Semantic Approach in Genetic Programming

4 June 2013

Stefano Ruberto INESC-ID

Evolutionary algorithms are stochastic optimization techniques based on the principles of natural evolution, and Genetic Programming (GP) belongs to this family. In recent years the study of GP systems has been extended to phenotypic aspects, while previously it was mainly focused on genotypic and syntactic aspects. Phenotypic properties, or semantics, is used with the aim of optimizing the ability of GP algorithms to explore the solution space in an effective way, increasing the probability of finding an optimal solution and escaping local optima. Currently, semantic GP is strictly related to the evaluation of individual behavior in the candidate population: this kind of evaluation is mainly obtained through the fitness function itself. This work introduces a new way of measuring semantic similarity between individuals that is more independent from the fitness itself, allowing a fair comparison even when the fitness values involved are far away from each other. This new measure enables a new series of techniques to be used to tackle the open problems in GP, like bloat and overfitting, and also targeting the phenotype variety preservation, thereby enhancing performance. Preliminary results will be provided. A new theoretical GP algorithm based on this new semantic measure is also introduced, showing the potential advantages. Very early results coming from a first naive implementation show interesting insight on this potential, when compared with other cutting edge algorithms.
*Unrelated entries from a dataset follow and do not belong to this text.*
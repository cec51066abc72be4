use std::mem;
use std::time::Duration;

use tracing::{debug, error, info, warn};

use crate::config::{GameConfig, HotspotAction, HotspotDef, HotspotId, SceneDef, SceneId};

use super::frontend::{Frontend, NarrationLine, Persona};
use super::progress::ProgressStore;
use super::quiz::{MissionReport, QuizSession, QuizSignal, QuizStep};
use super::sequence::{EventSequencer, SequenceOutcome, SequenceTick, StageEffect};

/// Where the next narration dismissal is routed. Showing a new gated line
/// overwrites whatever was pending.
#[derive(Debug, Clone, Copy, Default, PartialEq, Eq)]
enum NarrationGate {
    #[default]
    Idle,
    Dialog { announce_unlock: bool },
    Sequence,
    QuizFeedback,
}

/// Top-level orchestrator. Owns the session state and is the only component
/// that talks to the front-end surfaces; the sequencer and quiz hand their
/// effects back as values for it to apply.
pub struct SceneCoordinator {
    config: GameConfig,
    frontend: Frontend,
    progress: ProgressStore,
    sequencer: EventSequencer,
    quiz: Option<QuizSession>,
    gate: NarrationGate,
    scene_clock: Duration,
}
use std::io::{self, BufRead, Write};
use std::thread;
use std::time::{Duration, Instant};

use tracing::debug;
use vantage_engine::{HotspotId, SceneCoordinator, SceneId};

use super::bootstrap::AppWiring;

const DELAY_POLL_INTERVAL: Duration = Duration::from_millis(50);

#[derive(Debug, Clone, PartialEq, Eq)]
pub(crate) enum Command {
    Go(String),
    Click(String),
    Answer(usize),
    Continue,
    Home,
    Replay,
    Help,
    Quit,
}

/// Line-driven front end. Cutscene delays tick in real time between
/// prompts; a blank line doubles as "continue".
pub(crate) fn run(wiring: AppWiring) -> io::Result<()> {
    let AppWiring { mut coordinator } = wiring;
    coordinator.start_game();

    let stdin = io::stdin();
    let mut lines = stdin.lock().lines();
    loop {
        pump_delays(&mut coordinator);
        print!("> ");
        io::stdout().flush()?;
        let waited = Instant::now();
        let Some(line) = lines.next() else {
            break;
        };
        let line = line?;
        coordinator.advance(waited.elapsed());
        match parse_command(&line) {
            Ok(Command::Quit) => break,
            Ok(command) => dispatch(&mut coordinator, command),
            Err(message) => println!("  {message}"),
        }
    }
    Ok(())
}

/// Sleeps through whatever timed stage the sequencer is waiting on. Returns
/// once the run needs input or has finished.
fn pump_delays(coordinator: &mut SceneCoordinator) {
    while let Some(remaining) = coordinator.sequencer().pending_delay() {
        let nap = remaining.min(DELAY_POLL_INTERVAL);
        let started = Instant::now();
        thread::sleep(nap);
        coordinator.advance(started.elapsed());
    }
}

fn dispatch(coordinator: &mut SceneCoordinator, command: Command) {
    match command {
        Command::Go(target) => match resolve_destination(coordinator, &target) {
            Some(scene_id) => coordinator.load_scene(&scene_id),
            None => println!("  no deck matches '{target}'"),
        },
        Command::Click(hotspot) => coordinator.handle_hotspot_click(&HotspotId(hotspot)),
        Command::Answer(index) => {
            if coordinator.quiz_active() {
                coordinator.select_quiz_option(index);
            } else {
                println!("  no terminal session is open");
            }
        }
        Command::Continue => {
            if coordinator.awaiting_dismissal() {
                coordinator.dismiss_narration();
            } else if coordinator.report_pending() {
                coordinator.acknowledge_report();
            } else {
                debug!("nothing_to_continue");
            }
        }
        Command::Home => coordinator.go_home(),
        Command::Replay => match coordinator.progress().current_scene().cloned() {
            Some(scene_id) => coordinator.reset_and_replay_scene(&scene_id),
            None => println!("  enter a deck before replaying it"),
        },
        Command::Help => print_help(),
        Command::Quit => {}
    }
}

pub(crate) fn parse_command(line: &str) -> Result<Command, String> {
    let trimmed = line.trim();
    if trimmed.is_empty() {
        return Ok(Command::Continue);
    }
    let mut parts = trimmed.split_whitespace();
    let head = parts.next().unwrap_or("");
    let rest = parts.collect::<Vec<_>>();
    match head {
        "go" => {
            if rest.is_empty() {
                return Err("go requires a deck number or scene id".to_string());
            }
            Ok(Command::Go(rest.join(" ")))
        }
        "click" => {
            if rest.len() != 1 {
                return Err("click requires exactly one hotspot id".to_string());
            }
            Ok(Command::Click(rest[0].to_string()))
        }
        "answer" => {
            let value = rest
                .first()
                .ok_or_else(|| "answer requires an option number".to_string())?;
            let number = value
                .parse::<usize>()
                .map_err(|_| format!("invalid option number '{value}'"))?;
            if number == 0 {
                return Err("option numbers start at 1".to_string());
            }
            Ok(Command::Answer(number - 1))
        }
        "ok" | "next" => Ok(Command::Continue),
        "home" | "hub" => Ok(Command::Home),
        "replay" => Ok(Command::Replay),
        "help" | "?" => Ok(Command::Help),
        "quit" | "exit" => Ok(Command::Quit),
        other => Err(format!("unknown command '{other}' (try `help`)")),
    }
}

/// `go` accepts either a 1-based hub card number or a scene id.
fn resolve_destination(coordinator: &SceneCoordinator, target: &str) -> Option<SceneId> {
    let config = coordinator.config();
    if let Ok(number) = target.parse::<usize>() {
        let cards = config
            .hub_scene()
            .map(|hub| hub.cards.as_slice())
            .unwrap_or(&[]);
        return number
            .checked_sub(1)
            .and_then(|index| cards.get(index))
            .map(|card| card.target.clone());
    }
    let id = SceneId(target.to_string());
    config.scene(&id).map(|scene| scene.id.clone())
}

fn print_help() {
    println!(
        "{}",
        [
            "commands:",
            "  go <number|scene id>   enter a deck from the hub",
            "  click <hotspot id>     inspect a station or open a terminal",
            "  answer <number>        pick an option in a terminal session",
            "  ok                     continue past narration or the report (Enter works too)",
            "  home                   abandon the deck and return to the hub",
            "  replay                 restart the current deck from scratch",
            "  quit                   leave the game",
        ]
        .join("\n")
    );
}
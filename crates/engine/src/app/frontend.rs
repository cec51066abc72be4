use crate::config::{CardDef, HotspotId, SceneDef, SoundRef};

use super::quiz::{MissionReport, QuestionPrompt};

#[derive(Debug, Clone, Copy, PartialEq, Eq)]
pub enum Persona {
    Ally,
    Villain,
}

#[derive(Debug, Clone, PartialEq, Eq)]
pub struct NarrationLine {
    pub persona: Persona,
    pub speaker: String,
    pub text: String,
    /// Gated lines expect the player to advance them; the front-end reports
    /// that by calling `SceneCoordinator::dismiss_narration` exactly once.
    pub gated: bool,
}

pub trait NarrationPresenter {
    fn show(&mut self, line: &NarrationLine);
}

/// Scene-wide visual effects. Fire-and-forget; calls must be idempotent when
/// the effect is already in the requested state.
pub trait EffectsSurface {
    fn start_red_alert(&mut self);
    fn stop_red_alert(&mut self);
    fn show_glitch(&mut self);
    fn hide_glitch(&mut self);
    fn show_villain(&mut self);
    fn hide_villain(&mut self);
    fn start_victory_glow(&mut self);
    fn stop_victory_glow(&mut self);
}

/// Playback failures stay on the implementing side; the game never gates
/// progression on audio.
pub trait AudioSurface {
    fn play_sfx(&mut self, sound: &SoundRef);
    fn play_bgm(&mut self, sound: &SoundRef);
    fn stop_bgm(&mut self);
}

pub trait StageView {
    fn show_hub(&mut self, title: &str, cards: &[CardDef]);
    fn enter_scene(&mut self, scene: &SceneDef);
    fn leave_scene(&mut self);
    fn highlight_quiz_hotspot(&mut self, hotspot: &HotspotId);
    fn show_question(&mut self, prompt: &QuestionPrompt);
    fn show_report(&mut self, report: &MissionReport);
    fn close_quiz(&mut self);
}

pub trait ProgressSink {
    fn publish(&mut self, score: u32, percent: u8, scene_label: Option<&str>);
}

pub struct Frontend {
    pub narration: Box<dyn NarrationPresenter>,
    pub effects: Box<dyn EffectsSurface>,
    pub audio: Box<dyn AudioSurface>,
    pub stage: Box<dyn StageView>,
    pub progress: Box<dyn ProgressSink>,
}
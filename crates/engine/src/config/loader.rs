use std::collections::{HashMap, HashSet};
use std::fmt::Display;
use std::fs;
use std::path::{Path, PathBuf};

use thiserror::Error;
use tracing::warn;

use super::types::{GameConfig, HotspotAction, HotspotDef, SceneDef, SceneKind};

#[derive(Debug, Error)]
pub enum ConfigError {
    #[error("failed to read game config at {path}: {source}")]
    Io {
        path: PathBuf,
        #[source]
        source: std::io::Error,
    },
    #[error("failed to parse game config: {detail}")]
    Parse { detail: String },
    #[error("invalid game config: {detail}")]
    Invalid { detail: String },
}

pub fn load_game_config(path: &Path) -> Result<GameConfig, ConfigError> {
    let raw = fs::read_to_string(path).map_err(|source| ConfigError::Io {
        path: path.to_path_buf(),
        source,
    })?;
    parse_game_config(&raw)
}

pub fn parse_game_config(raw: &str) -> Result<GameConfig, ConfigError> {
    let mut deserializer = serde_json::Deserializer::from_str(raw);
    let config: GameConfig = match serde_path_to_error::deserialize(&mut deserializer) {
        Ok(config) => config,
        Err(error) => {
            let path = error.path().to_string();
            let source = error.into_inner();
            let detail = if path.is_empty() || path == "." {
                source.to_string()
            } else {
                format!("{source} (at {path})")
            };
            return Err(ConfigError::Parse { detail });
        }
    };
    validate_game_config(&config)?;
    Ok(config)
}

fn validation_err(path: &str, message: impl Into<String>) -> ConfigError {
    ConfigError::Invalid {
        detail: format!("at {path}: {}", message.into()),
    }
}

fn expected_actual(path: &str, expected: impl Display, actual: impl Display) -> ConfigError {
    validation_err(path, format!("expected {expected}, got {actual}"))
}

fn validate_game_config(config: &GameConfig) -> Result<(), ConfigError> {
    if config.scenes.is_empty() {
        return Err(validation_err("scenes", "at least one scene is required"));
    }

    let mut scene_ids = HashSet::new();
    for (scene_index, scene) in config.scenes.iter().enumerate() {
        if !scene_ids.insert(&scene.id) {
            return Err(validation_err(
                &format!("scenes[{scene_index}].id"),
                format!("duplicate scene id '{}'", scene.id),
            ));
        }
    }

    let hub_count = config
        .scenes
        .iter()
        .filter(|scene| scene.is_hub())
        .count();
    if hub_count != 1 {
        return Err(expected_actual("scenes", "exactly one hub scene", hub_count));
    }

    let mut hotspot_owners: HashMap<&str, &str> = HashMap::new();
    for (scene_index, scene) in config.scenes.iter().enumerate() {
        validate_scene(config, scene, scene_index, &mut hotspot_owners)?;
    }

    Ok(())
}

fn validate_scene<'a>(
    config: &'a GameConfig,
    scene: &'a SceneDef,
    scene_index: usize,
    hotspot_owners: &mut HashMap<&'a str, &'a str>,
) -> Result<(), ConfigError> {
    for (card_index, card) in scene.cards.iter().enumerate() {
        let path = format!("scenes[{scene_index}].cards[{card_index}].target");
        match config.scene(&card.target) {
            None => {
                return Err(validation_err(
                    &path,
                    format!("target scene '{}' does not exist", card.target),
                ));
            }
            Some(target) if target.kind == SceneKind::Hub => {
                return Err(validation_err(
                    &path,
                    format!("target scene '{}' is the hub itself", card.target),
                ));
            }
            Some(_) => {}
        }
    }

    if scene.is_hub() {
        if scene.cards.is_empty() {
            warn!(scene = %scene.id, "hub_without_cards");
        }
        if !scene.hotspots.is_empty() || scene.event.is_some() {
            warn!(scene = %scene.id, "hub_with_panorama_content");
        }
        return Ok(());
    }

    let mut quiz_count = 0;
    for (hotspot_index, hotspot) in scene.hotspots.iter().enumerate() {
        let path = format!("scenes[{scene_index}].hotspots[{hotspot_index}]");
        if let Some(owner) = hotspot_owners.insert(hotspot.id.as_str(), scene.id.as_str()) {
            return Err(validation_err(
                &format!("{path}.id"),
                format!(
                    "duplicate hotspot id '{}' (already used in scene '{owner}')",
                    hotspot.id
                ),
            ));
        }
        match hotspot.action {
            HotspotAction::Dialog => {
                if hotspot.text.as_deref().unwrap_or("").is_empty() {
                    warn!(scene = %scene.id, hotspot = %hotspot.id, "dialog_hotspot_without_text");
                }
            }
            HotspotAction::Quiz => {
                quiz_count += 1;
                if hotspot.questions.is_empty() {
                    warn!(scene = %scene.id, hotspot = %hotspot.id, "quiz_hotspot_without_questions");
                }
                validate_questions(hotspot, &path)?;
            }
        }
    }

    if quiz_count > 1 {
        warn!(scene = %scene.id, quiz_count, "scene_with_multiple_quiz_hotspots");
    }
    if scene.event.is_some() && quiz_count == 0 {
        warn!(scene = %scene.id, "event_unreachable_without_quiz_hotspot");
    }

    Ok(())
}

fn validate_questions(hotspot: &HotspotDef, hotspot_path: &str) -> Result<(), ConfigError> {
    for (question_index, question) in hotspot.questions.iter().enumerate() {
        let path = format!("{hotspot_path}.questions[{question_index}]");
        if question.options.is_empty() {
            return Err(validation_err(&path, "question has no options"));
        }
        // A question with no correct option can never be answered, which
        // strands the quiz mid-run.
        if !question.options.iter().any(|option| option.correct) {
            return Err(validation_err(&path, "question has no correct option"));
        }
    }
    Ok(())
}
Stefano Ruberto was born in Firenze, Italia (1974). He earned his bachelor degree with honours from Università dell'Insubria in 2005, while working as an IT consultant in the fashion industry where, his interests in fractal and automatic image composition were greatly appreciated. Stefano's interest in Artificial Intelligence and modelling were adequately nourished while he was working at KFT, a multi-national company in security and telecommunication. There, he could not only develop real world physics model of radio transmission for telephone triangulation, but also develop models for interpreting data from low cost MEMES accelerometers, gyroscopeand compass, that are applied to innovative automotive. Models aimed at vehicular traffic prediction were also developed. Finally, Stefano graduated with honours from University of Milano Bicocca in 2013. Currently he is a research fellow at INESC-ID, working on Genetic Programming with special focus on new semantic approaches for the novel field of Semantic GP.